*** Data extracts Section Begins ***
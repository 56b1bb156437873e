use std::collections::VecDeque;
use std::fmt;

use serde::{Deserialize, Serialize};

use crate::error::Result;
use crate::geometry::Pose;
use crate::model::core::{Connection, Platform, Sobject, SobjectId, content_hash};

/// Rooted tree of sobjects produced by layout resolution.
///
/// Nodes hold ids, not sobject values: the tree is pure structure and the
/// layout stays the single owner of sobject state.
#[derive(Debug, Clone, PartialEq, Eq, Hash, Serialize, Deserialize)]
pub struct Assembly {
    pub sobject_id: SobjectId,
    #[serde(default, skip_serializing_if = "Vec::is_empty")]
    pub parts: Vec<Assembly>,
}

impl Assembly {
    pub fn leaf(sobject_id: impl Into<SobjectId>) -> Self {
        Self {
            sobject_id: sobject_id.into(),
            parts: Vec::new(),
        }
    }

    pub fn with_parts(sobject_id: impl Into<SobjectId>, parts: Vec<Assembly>) -> Self {
        Self {
            sobject_id: sobject_id.into(),
            parts,
        }
    }

    /// Nodes of this subtree in breadth-first order, root first.
    pub fn walk(&self) -> impl Iterator<Item = &Assembly> {
        let mut queue = VecDeque::from([self]);
        std::iter::from_fn(move || {
            let node = queue.pop_front()?;
            queue.extend(node.parts.iter());
            Some(node)
        })
    }

    pub fn contains(&self, sobject_id: &str) -> bool {
        self.walk().any(|node| node.sobject_id == sobject_id)
    }

    /// Number of sobjects in this subtree.
    pub fn sobject_count(&self) -> usize {
        self.walk().count()
    }
}

/// Traversal strategy for layout resolution.
#[derive(Debug, Clone, Copy, PartialEq, Eq, Default, Serialize, Deserialize)]
#[serde(rename_all = "kebab-case")]
pub enum LayoutStrategy {
    /// Grow assemblies outward from the seeded roots, closest edges first.
    #[default]
    BreadthFirst,
    /// Declared but not implemented; resolution rejects it as unsupported.
    DepthFirst,
}

impl fmt::Display for LayoutStrategy {
    fn fmt(&self, f: &mut fmt::Formatter<'_>) -> fmt::Result {
        match self {
            LayoutStrategy::BreadthFirst => f.write_str("breadth-first"),
            LayoutStrategy::DepthFirst => f.write_str("depth-first"),
        }
    }
}

/// A design to resolve: placed sobjects, declared connections, optional
/// pre-supplied partial assemblies, and the traversal strategy.
#[derive(Debug, Clone, PartialEq, Default, Serialize, Deserialize)]
pub struct Layout {
    pub sobjects: Vec<Sobject>,
    #[serde(default, skip_serializing_if = "Vec::is_empty")]
    pub connections: Vec<Connection>,
    #[serde(default, skip_serializing_if = "Vec::is_empty")]
    pub assemblies: Vec<Assembly>,
    #[serde(default)]
    pub strategy: LayoutStrategy,
}

impl Layout {
    pub fn new(sobjects: Vec<Sobject>, connections: Vec<Connection>) -> Self {
        Self {
            sobjects,
            connections,
            assemblies: Vec::new(),
            strategy: LayoutStrategy::default(),
        }
    }

    /// Pre-supplied partial assemblies, in seeding order.
    pub fn with_assemblies(mut self, assemblies: Vec<Assembly>) -> Self {
        self.assemblies = assemblies;
        self
    }

    pub fn with_strategy(mut self, strategy: LayoutStrategy) -> Self {
        self.strategy = strategy;
        self
    }

    pub fn sobject(&self, id: &str) -> Option<&Sobject> {
        self.sobjects.iter().find(|sobject| sobject.id == id)
    }

    /// Stable identity-by-value over the canonical serialized form.
    pub fn content_hash(&self) -> Result<blake3::Hash> {
        content_hash(self)
    }
}

/// Platform-specific geometry payload produced by a provider.
#[derive(Debug, Clone, PartialEq, Eq, Serialize, Deserialize)]
pub struct Representation {
    pub platform: Platform,
    pub body: String,
}

impl Representation {
    pub fn new(platform: impl Into<Platform>, body: impl Into<String>) -> Self {
        Self {
            platform: platform.into(),
            body: body.into(),
        }
    }

    pub fn empty(platform: impl Into<Platform>) -> Self {
        Self::new(platform, "")
    }
}

/// Fully resolved output for one sobject: where it sits and what to draw.
#[derive(Debug, Clone, PartialEq, Serialize, Deserialize)]
pub struct Element {
    pub sobject_id: SobjectId,
    pub pose: Pose,
    pub representation: Representation,
}

#[cfg(test)]
mod tests {
    use super::*;

    fn sample_tree() -> Assembly {
        Assembly::with_parts(
            "base",
            vec![
                Assembly::with_parts("left", vec![Assembly::leaf("left-cap")]),
                Assembly::leaf("right"),
            ],
        )
    }

    #[test]
    fn walk_visits_breadth_first() {
        let tree = sample_tree();
        let order: Vec<&str> = tree.walk().map(|node| node.sobject_id.as_str()).collect();
        assert_eq!(order, ["base", "left", "right", "left-cap"]);
    }

    #[test]
    fn contains_finds_nested_nodes() {
        let tree = sample_tree();
        assert!(tree.contains("left-cap"));
        assert!(!tree.contains("missing"));
        assert_eq!(tree.sobject_count(), 4);
    }

    #[test]
    fn strategy_displays_kebab_case() {
        assert_eq!(LayoutStrategy::BreadthFirst.to_string(), "breadth-first");
        assert_eq!(LayoutStrategy::DepthFirst.to_string(), "depth-first");
    }

    #[test]
    fn layout_lookup_by_id() {
        let layout = Layout::new(vec![Sobject::new("base", Pose::identity())], Vec::new());
        assert!(layout.sobject("base").is_some());
        assert!(layout.sobject("other").is_none());
    }
}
*** Data extracts Section Ends ***
Read through the entries and copy each line in which "derive" appears.

#[derive(Debug, Clone, PartialEq, Eq, Hash, Serialize, Deserialize)]
#[derive(Debug, Clone, Copy, PartialEq, Eq, Default, Serialize, Deserialize)]
#[derive(Debug, Clone, PartialEq, Default, Serialize, Deserialize)]
#[derive(Debug, Clone, PartialEq, Eq, Serialize, Deserialize)]
#[derive(Debug, Clone, PartialEq, Serialize, Deserialize)]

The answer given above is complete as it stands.